Time to read: 12 minutes

If there is anything in my life that I am really proud of, it is my marriage to Michael. I didn’t believe relationships like ours could exist – I thought that I would have to settle somewhere, that there would be unspoken tensions or that things would seem to be a certain way publicly but behind closed doors they were not that way at all.

I can honestly say that I haven’t settled in a single area. Together we laugh often. We prioritize connection. We have a fulfilling and adventurous sex life. We have lots of conflicts and work through them quickly. We don’t sweep anything under the rug. We respect each other as individuals and continue to choose each other and our relationship daily.

None of this happened by accident or coincidence. Michael and I are not special in some way that makes the success in our relationship unattainable. We didn’t meet and naturally wind up here – we had to work for it. We continue to work for it. I use the word “work” intentionally here because it requires effort – together we decided the kind of relationship we wanted to have and now we dedicate our physical and mental energy to achieve that outcome.

Growing up I thought that you only needed to “work” on your relationship when something was wrong with it. I thought successful relationships didn’t have major problems, were filled with spontaneous arousal (meaning you just randomly want to jump your partners bones all the time) and a partner should be able to satisfy all my needs. Then I met Michael.

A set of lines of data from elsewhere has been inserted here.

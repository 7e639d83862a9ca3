//! Error types for the auth layer and their HTTP mapping.

use axum::{
    Json,
    http::StatusCode,
    response::{IntoResponse, Response},
};
use thiserror::Error;
use tracing::{error, warn};

use chirpy_db::DbError;
use chirpy_types::api::ErrorResponse;

use crate::tokens::TokenError;

#[derive(Debug, Error)]
pub enum AuthError {
    #[error("missing or malformed authorization header")]
    MissingHeader,
    #[error("invalid email or password")]
    InvalidCredentials,
    #[error("invalid token: {0}")]
    Token(#[from] TokenError),
    #[error("token has been revoked")]
    Revoked,
    #[error("invalid api key")]
    InvalidApiKey,
}

#[derive(Debug, Error)]
pub enum ApiError {
    #[error("Unauthorized: {0}")]
    Auth(#[from] AuthError),
    #[error("Forbidden: user {subject} does not own this resource")]
    Forbidden { subject: u64 },
    #[error("Bad request: {0}")]
    BadRequest(String),
    #[error(transparent)]
    Db(#[from] DbError),
    #[error("Internal error: {0}")]
    Internal(String),
}

impl ApiError {
    pub fn status_code(&self) -> StatusCode {
        match self {
            ApiError::Auth(_) => StatusCode::UNAUTHORIZED,
            ApiError::Forbidden { .. } => StatusCode::FORBIDDEN,
            ApiError::BadRequest(_) => StatusCode::BAD_REQUEST,
            ApiError::Db(DbError::NotFound(_)) => StatusCode::NOT_FOUND,
            ApiError::Db(DbError::Conflict(_)) => StatusCode::CONFLICT,
            ApiError::Db(_) | ApiError::Internal(_) => StatusCode::INTERNAL_SERVER_ERROR,
        }
    }

    /// Message safe to hand to the client. Auth failures all read the same
    /// so callers cannot tell a wrong password from an unknown email.
    pub fn public_message(&self) -> String {
        match self {
            ApiError::Auth(_) => "Unauthorized".to_string(),
            ApiError::Forbidden { .. } => "Forbidden".to_string(),
            ApiError::BadRequest(msg) => msg.clone(),
            ApiError::Db(DbError::NotFound(_)) => "Not found".to_string(),
            ApiError::Db(DbError::Conflict(msg)) => msg.clone(),
            ApiError::Db(_) | ApiError::Internal(_) => "Something went wrong".to_string(),
        }
    }
}

impl From<TokenError> for ApiError {
    fn from(e: TokenError) -> Self {
        match e {
            TokenError::Signing(err) => ApiError::Internal(format!("token signing failed: {}", err)),
            TokenError::ExpiryOutOfRange => ApiError::Internal("token expiry out of range".to_string()),
            other => ApiError::Auth(AuthError::Token(other)),
        }
    }
}

impl From<argon2::password_hash::Error> for ApiError {
    fn from(e: argon2::password_hash::Error) -> Self {
        ApiError::Internal(format!("password hashing failed: {}", e))
    }
}

impl From<tokio::task::JoinError> for ApiError {
    fn from(e: tokio::task::JoinError) -> Self {
        ApiError::Internal(format!("spawn_blocking join error: {}", e))
    }
}

impl IntoResponse for ApiError {
    fn into_response(self) -> Response {
        let status = self.status_code();

        if status.is_server_error() {
            error!("{}", self);
        } else if status == StatusCode::UNAUTHORIZED || status == StatusCode::FORBIDDEN {
            warn!("Rejected request: {}", self);
        }

        let body = ErrorResponse {
            error: self.public_message(),
        };
        (status, Json(body)).into_response()
    }
}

Michael and I hiking in Southern Utah, Summer 2015 just after we met.

When Michael was 17 he went to rehab for drug addiction in Southern Utah and began his journey to sobriety from opiates. I met him after years of AA meetings and therapy (individual, family and group) and I was in awe of the man he was. What attracted me to him most was his integrity – something I wouldn’t fully understand until years later but felt immediately – he really tried to be the man he said he was. I wanted to be like him and as we got to know each other he attributed much of his way of being to rehab and therapy. I thought to myself “do I need to go through heroin addiction in order to get the benefits he has gotten?” my answer was a loud and resounding “no”.

My belief system around relationships and even personal growth was something like “if it ain’t broke don’t fix it”. All of a sudden that story was being challenged. I started asking myself things like:

  • Can we be proactive and prevent a relationship from breaking?
  • Does therapy and intentional communication only benefit us when something is wrong?
  • What would relationships be like if we took the time to talk about our feelings long before they fester and turn into something bigger?
  • How often are our feelings rooted in a misunderstanding?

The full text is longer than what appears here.